Como definir um “local de Macau”? Alguém que nasceu, estudou e cresceu aqui, que fala fluentemente Cantonês e compreende a cultura do Território? Quem preenche todos os requisitos acima mencionados é um “local”? A verdade é que isso não chega. Carl nasceu e cresceu aqui e faz parte da segunda geração de uma família de imigrantes das Filipinas. No entanto, a sua identidade sempre o deixou confuso. Como se encontra o equilíbrio entre a preservação das nossas raízes e a integração na cultura de Macau?

NASCIDOS E CRIADOS EM MACAU

Os seus pais conheceram-se nos anos 90, quando vieram trabalhar para Macau.
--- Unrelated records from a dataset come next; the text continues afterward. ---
#[cfg(test)]
mod tests {
    use super::*;
    use crate::enrich::fallback_card;
    use crate::kg::{GraphExtraction, merge_graph};
    use voy_contract::graph::{EdgeEvidence, GraphEdge, GraphNode};

    fn metadata() -> VideoMetadata {
        VideoMetadata {
            id: "abc12345678".into(),
            title: "Orlando em 3 dias".into(),
            channel: "Canal Viagem".into(),
            upload_date: Some("2024-06-01T00:00:00Z".into()),
            webpage_url: "https://www.youtube.com/watch?v=abc12345678".into(),
        }
    }

    fn chunk(start: u32, end: u32, text: &str) -> Chunk {
        Chunk {
            start_sec: start,
            end_sec: end,
            text: text.into(),
        }
    }

    #[tokio::test]
    async fn youtube_write_inserts_video_and_cards() {
        let store = RecordingVectorWriter::new();
        let chunks = vec![chunk(0, 30, "dicas sobre filas"), chunk(30, 60, "dicas de comida")];
        let cards = vec![
            fallback_card("dicas sobre filas"),
            fallback_card("dicas de comida"),
        ];
        write_youtube(
            &store,
            &metadata(),
            &chunks,
            &cards,
            &YoutubeWriteContext {
                destination: "Orlando".into(),
                lang: "pt".into(),
                ..Default::default()
            },
        )
        .await
        .unwrap();

        let inserts = store.inserts();
        assert_eq!(inserts.len(), 3);
        assert_eq!(inserts[0].0, "Video");
        assert_eq!(inserts[1].0, "RecommendationCard");
        assert_eq!(
            inserts[1].2["timestampUrl"],
            "https://www.youtube.com/watch?v=abc12345678&t=0s"
        );
        assert_eq!(inserts[1].2["destination"], "Orlando");
        assert_eq!(inserts[1].2["videoUploadDate"], "2024-06-01T00:00:00Z");
    }

    #[tokio::test]
    async fn youtube_rewrite_is_noop() {
        let store = RecordingVectorWriter::new();
        let chunks = vec![chunk(0, 30, "dicas sobre filas")];
        let cards = vec![fallback_card("dicas sobre filas")];
        let context = YoutubeWriteContext {
            lang: "pt".into(),
            ..Default::default()
        };
        write_youtube(&store, &metadata(), &chunks, &cards, &context)
            .await
            .unwrap();
        write_youtube(&store, &metadata(), &chunks, &cards, &context)
            .await
            .unwrap();
        assert_eq!(store.insert_count(), 2);
    }

    #[tokio::test]
    async fn product_write_upserts_and_dedupes() {
        let store = RecordingVectorWriter::new();
        let products = vec![ProductInput {
            question: "qual seguro comprar?".into(),
            opportunity: "seguro viagem com cobertura completa".into(),
            link: "https://shop.example/seguro".into(),
            destination: "Orlando".into(),
            lang: "pt".into(),
            market: "BR".into(),
        }];
        let cards = vec![crate::enrich::fallback_product_card(&products[0])];

        write_products(&store, &products, &cards).await.unwrap();
        write_products(&store, &products, &cards).await.unwrap();

        let inserts = store.inserts();
        assert_eq!(inserts.len(), 2);
        assert_eq!(inserts[0].0, "Product");
        assert_eq!(inserts[0].2["merchant"], "shop.example");
        assert_eq!(inserts[1].0, "ProductCard");
    }

    #[tokio::test]
    async fn graph_write_stores_evidence_as_json_string() {
        let sink = RecordingGraphSink::new();
        let graph = merge_graph(&[GraphExtraction {
            nodes: vec![GraphNode {
                id: "poi:magic_kingdom".into(),
                node_type: "poi".into(),
                name: "Magic Kingdom".into(),
                aliases: vec![],
                properties: Default::default(),
            }],
            edges: vec![GraphEdge {
                source: "dayplan:d1".into(),
                edge_type: "INCLUDES_POI".into(),
                target: "poi:magic_kingdom".into(),
                properties: Default::default(),
                evidence: EdgeEvidence {
                    video_url: "https://youtube.com/watch?v=x".into(),
                    timestamp_url: "https://youtube.com/watch?v=x&t=120s".into(),
                    start_sec: 120,
                    end_sec: 180,
                    chunk_idx: Some(3),
                },
            }],
        }]);
        write_graph(&sink, &graph).await.unwrap();

        assert_eq!(sink.nodes(), vec![("poi:magic_kingdom".to_string(), "poi".to_string())]);
        let edges = sink.edges();
        assert_eq!(edges.len(), 1);
        assert_eq!(edges[0].0, "INCLUDES_POI|dayplan:d1|poi:magic_kingdom|120|180");
        let evidence: serde_json::Value = serde_json::from_str(&edges[0].1).unwrap();
        assert_eq!(evidence["timestampUrl"], "https://youtube.com/watch?v=x&t=120s");
    }
}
Carl nasceria em 2002. Devido à barreira linguística, não houve muitas opções a seu dispôr no que diz respeito à sua educação, mas os pais queriam que aprendesse a língua local e que se integrasse culturalmente. Por essa razão, inscreveram-no numa escola luso-chinesa, onde a principal língua de ensino era o Chinês, mas também se aprendia Inglês e Português.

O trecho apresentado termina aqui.